#### TASK BRIEF
Which lines of the entries below include "logging"? List them all.

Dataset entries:
##############################
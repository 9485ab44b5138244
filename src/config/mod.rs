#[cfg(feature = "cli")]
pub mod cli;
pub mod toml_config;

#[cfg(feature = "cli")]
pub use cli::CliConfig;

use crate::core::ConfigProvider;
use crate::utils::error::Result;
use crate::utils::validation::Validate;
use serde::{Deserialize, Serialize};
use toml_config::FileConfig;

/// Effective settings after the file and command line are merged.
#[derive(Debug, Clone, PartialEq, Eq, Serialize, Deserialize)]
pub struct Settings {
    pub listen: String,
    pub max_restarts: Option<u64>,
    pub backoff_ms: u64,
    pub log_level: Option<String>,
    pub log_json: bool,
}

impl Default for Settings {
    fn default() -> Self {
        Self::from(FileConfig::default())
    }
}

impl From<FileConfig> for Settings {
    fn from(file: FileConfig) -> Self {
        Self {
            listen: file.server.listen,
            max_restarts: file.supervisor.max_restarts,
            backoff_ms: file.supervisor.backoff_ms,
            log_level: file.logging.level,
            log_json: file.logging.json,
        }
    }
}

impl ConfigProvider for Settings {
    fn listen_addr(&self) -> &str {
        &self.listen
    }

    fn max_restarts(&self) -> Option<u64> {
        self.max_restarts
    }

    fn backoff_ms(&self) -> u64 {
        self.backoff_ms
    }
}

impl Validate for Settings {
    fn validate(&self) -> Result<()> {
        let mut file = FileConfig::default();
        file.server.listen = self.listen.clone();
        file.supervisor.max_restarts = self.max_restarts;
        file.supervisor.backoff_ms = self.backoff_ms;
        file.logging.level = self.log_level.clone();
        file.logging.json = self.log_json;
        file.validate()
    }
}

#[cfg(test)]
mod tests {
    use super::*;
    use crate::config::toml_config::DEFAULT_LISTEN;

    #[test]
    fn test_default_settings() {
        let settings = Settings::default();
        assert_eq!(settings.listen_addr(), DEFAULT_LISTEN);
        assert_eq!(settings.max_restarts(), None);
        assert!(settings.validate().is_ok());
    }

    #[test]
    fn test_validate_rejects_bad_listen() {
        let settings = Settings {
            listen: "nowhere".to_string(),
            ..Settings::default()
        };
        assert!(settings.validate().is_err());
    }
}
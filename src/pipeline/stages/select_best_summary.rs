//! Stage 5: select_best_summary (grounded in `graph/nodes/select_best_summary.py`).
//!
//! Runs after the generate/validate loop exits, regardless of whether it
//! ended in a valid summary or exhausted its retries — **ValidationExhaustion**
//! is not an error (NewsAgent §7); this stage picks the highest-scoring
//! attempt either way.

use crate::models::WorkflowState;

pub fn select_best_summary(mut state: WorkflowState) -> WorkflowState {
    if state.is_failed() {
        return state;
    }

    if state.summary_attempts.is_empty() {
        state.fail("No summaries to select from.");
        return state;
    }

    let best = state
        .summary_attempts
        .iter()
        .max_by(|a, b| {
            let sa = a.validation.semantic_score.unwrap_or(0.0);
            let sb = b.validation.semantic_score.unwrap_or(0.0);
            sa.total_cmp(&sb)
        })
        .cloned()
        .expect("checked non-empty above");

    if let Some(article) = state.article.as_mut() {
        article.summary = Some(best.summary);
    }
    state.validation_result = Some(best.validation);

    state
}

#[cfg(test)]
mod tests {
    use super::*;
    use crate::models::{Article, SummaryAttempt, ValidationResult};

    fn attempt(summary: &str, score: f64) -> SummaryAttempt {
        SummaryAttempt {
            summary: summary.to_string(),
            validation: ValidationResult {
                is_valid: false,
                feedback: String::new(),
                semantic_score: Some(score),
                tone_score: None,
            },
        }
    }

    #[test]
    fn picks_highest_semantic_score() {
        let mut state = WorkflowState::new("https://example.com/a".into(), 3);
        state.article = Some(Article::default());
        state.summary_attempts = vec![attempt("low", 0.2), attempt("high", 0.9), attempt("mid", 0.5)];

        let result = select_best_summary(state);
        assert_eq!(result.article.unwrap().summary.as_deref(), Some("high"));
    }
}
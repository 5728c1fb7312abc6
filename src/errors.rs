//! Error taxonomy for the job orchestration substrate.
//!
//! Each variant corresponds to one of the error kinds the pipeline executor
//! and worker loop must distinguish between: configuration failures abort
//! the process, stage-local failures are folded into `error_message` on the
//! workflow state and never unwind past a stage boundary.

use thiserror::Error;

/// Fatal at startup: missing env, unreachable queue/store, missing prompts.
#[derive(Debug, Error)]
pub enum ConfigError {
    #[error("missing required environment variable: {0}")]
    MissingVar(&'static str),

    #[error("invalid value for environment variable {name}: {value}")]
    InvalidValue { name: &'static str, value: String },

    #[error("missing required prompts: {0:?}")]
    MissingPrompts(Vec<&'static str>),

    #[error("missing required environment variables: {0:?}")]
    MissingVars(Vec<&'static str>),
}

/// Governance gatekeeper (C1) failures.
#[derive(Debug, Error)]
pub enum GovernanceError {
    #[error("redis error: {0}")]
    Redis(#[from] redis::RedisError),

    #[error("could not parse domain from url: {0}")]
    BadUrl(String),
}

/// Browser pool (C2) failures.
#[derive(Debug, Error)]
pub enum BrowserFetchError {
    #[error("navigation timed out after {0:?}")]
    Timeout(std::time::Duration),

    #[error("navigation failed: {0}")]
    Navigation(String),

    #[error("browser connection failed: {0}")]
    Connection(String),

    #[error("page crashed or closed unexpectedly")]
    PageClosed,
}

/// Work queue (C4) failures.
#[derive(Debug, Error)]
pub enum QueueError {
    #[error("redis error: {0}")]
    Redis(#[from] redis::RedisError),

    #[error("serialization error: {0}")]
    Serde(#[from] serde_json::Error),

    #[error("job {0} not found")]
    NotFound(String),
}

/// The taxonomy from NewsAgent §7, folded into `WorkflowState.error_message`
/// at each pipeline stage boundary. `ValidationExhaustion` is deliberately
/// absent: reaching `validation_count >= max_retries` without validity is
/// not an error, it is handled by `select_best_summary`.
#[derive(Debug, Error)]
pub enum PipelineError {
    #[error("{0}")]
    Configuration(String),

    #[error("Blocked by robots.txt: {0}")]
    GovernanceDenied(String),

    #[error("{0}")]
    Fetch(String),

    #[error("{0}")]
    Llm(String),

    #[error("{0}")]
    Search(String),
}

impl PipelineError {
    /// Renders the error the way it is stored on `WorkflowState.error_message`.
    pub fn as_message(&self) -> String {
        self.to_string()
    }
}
##############################
#### TASK ANSWER
            log_level: file.logging.level,
            log_json: file.logging.json,
        file.logging.level = self.log_level.clone();
        file.logging.json = self.log_json;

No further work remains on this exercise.